First I had Goodyear Eagle F1 Asymmetric, now I'm on Dunlop Direzza DZ101, both good tires, I prefer the Goodyear's a little more for better grip on the road in both wet and dry.


----------



## MisterJJ (Jul 28, 2005)

*Re: (kwanja_a3)*


_Quote, originally posted by *kwanja_a3* »_First I had Goodyear Eagle F1 Asymmetric, now I'm on Dunlop Direzza DZ101, both good tires, I prefer the Goodyear's a little more for better grip on the road in both wet and dry.

Ditto. My F1's were quiet at the start but got horendously loud after about 15k miles. Did you have a problem?
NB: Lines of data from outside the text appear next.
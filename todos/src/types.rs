//! Domain types for the todo list.
//!
//! A todo list is an ordered sequence of items that can be appended to and
//! removed from. Nothing ever marks an item done.

use serde::{Deserialize, Serialize};

/// Identifier of a todo item
///
/// Not guaranteed unique: a caller-supplied initial list may repeat ids, and
/// [`IdStrategy::ListLength`] reuses them after removals.
#[derive(Clone, Copy, Debug, Default, PartialEq, Eq, PartialOrd, Ord, Hash, Serialize, Deserialize)]
#[serde(transparent)]
pub struct TodoId(u64);

impl TodoId {
    /// Creates a `TodoId` from a raw integer
    #[must_use]
    pub const fn new(id: u64) -> Self {
        Self(id)
    }

    /// Returns the raw integer
    #[must_use]
    pub const fn get(self) -> u64 {
        self.0
    }
}

impl From<u64> for TodoId {
    fn from(id: u64) -> Self {
        Self(id)
    }
}

impl std::fmt::Display for TodoId {
    fn fmt(&self, f: &mut std::fmt::Formatter<'_>) -> std::fmt::Result {
        write!(f, "{}", self.0)
    }
}

/// A single todo item
#[derive(Clone, Debug, PartialEq, Eq, Serialize, Deserialize)]
pub struct Todo {
    /// Identifier, see [`TodoId`]
    pub id: TodoId,
    /// Free text, may be empty
    pub text: String,
    /// Completion flag
    #[serde(default)]
    pub done: bool,
}

impl Todo {
    /// Creates a new, not yet done, todo item
    #[must_use]
    pub fn new(id: impl Into<TodoId>, text: impl Into<String>) -> Self {
        Self {
            id: id.into(),
            text: text.into(),
            done: false,
        }
    }
}

/// How the reducer picks the id of an appended todo
#[derive(Clone, Copy, Debug, Default, PartialEq, Eq, Serialize, Deserialize)]
#[serde(rename_all = "snake_case")]
pub enum IdStrategy {
    /// Monotonic counter; ids are never reused
    #[default]
    Sequential,
    /// Length of the list before the append
    ///
    /// Collides after a removal followed by an add. Kept for compatibility
    /// with id assignment in lists produced by older clients. Removal is not
    /// affected: `Remove` still drops only the first todo with a matching
    /// id, where older clients dropped every match.
    ListLength,
}

impl std::fmt::Display for IdStrategy {
    fn fmt(&self, f: &mut std::fmt::Formatter<'_>) -> std::fmt::Result {
        match self {
            Self::Sequential => write!(f, "sequential"),
            Self::ListLength => write!(f, "length"),
        }
    }
}

/// State of the todo list
#[derive(Clone, Debug, PartialEq, Eq, Serialize, Deserialize)]
pub struct TodoState {
    /// Todos in insertion order
    pub todos: Vec<Todo>,
    /// Next id handed out by [`IdStrategy::Sequential`]
    ///
    /// `None` once `u64::MAX` has been handed out (or seeded); sequential
    /// adds are then no-ops.
    pub next_id: Option<u64>,
}

impl Default for TodoState {
    fn default() -> Self {
        Self::new()
    }
}

impl TodoState {
    /// Creates a new empty todo state
    #[must_use]
    pub const fn new() -> Self {
        Self {
            todos: Vec::new(),
            next_id: Some(0),
        }
    }

    /// Creates a state holding `todos`, with the counter past the largest id
    ///
    /// A seeded id of `u64::MAX` leaves the counter exhausted.
    #[must_use]
    pub fn with_todos(todos: Vec<Todo>) -> Self {
        let next_id = todos
            .iter()
            .map(|todo| todo.id.get())
            .max()
            .map_or(Some(0), |max| max.checked_add(1));

        Self { todos, next_id }
    }

    /// Returns the number of todos
    #[must_use]
    pub fn count(&self) -> usize {
        self.todos.len()
    }

    /// Returns the first todo with the given id
    #[must_use]
    pub fn get(&self, id: TodoId) -> Option<&Todo> {
        self.todos.iter().find(|todo| todo.id == id)
    }

    /// Checks if any todo has the given id
    #[must_use]
    pub fn exists(&self, id: TodoId) -> bool {
        self.get(id).is_some()
    }
}

/// Actions accepted by the todo reducer
#[derive(Clone, Debug, PartialEq, Eq, Serialize, Deserialize)]
#[serde(tag = "type", rename_all = "SCREAMING_SNAKE_CASE")]
pub enum TodoAction {
    /// Append a todo with the given text
    Add {
        /// Text of the new todo
        text: String,
    },

    /// Remove the first todo with the given id
    Remove {
        /// Todo to remove
        id: TodoId,
    },
}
The Dunlops are good so far but I've only got about 8k miles on them.


----------



## IzzyA3 (Aug 11, 2008)

Just put on a set of Hankook Evo V12's over the weekend. Being out here in So. Cal, I can use summer tires all year round. The ride feels way smoother and the noise reduction is huge. I don't know why I waited until 30k miles to get rid of the crappy Pirelli's. The V12's look pretty aggressive too.


----------



## A3_yuppie (Jun 5, 2006)

*Re: (IzzyA3)*


_Quote, originally posted by *IzzyA3* »_Being out here in So. Cal, I can use summer tires all year round.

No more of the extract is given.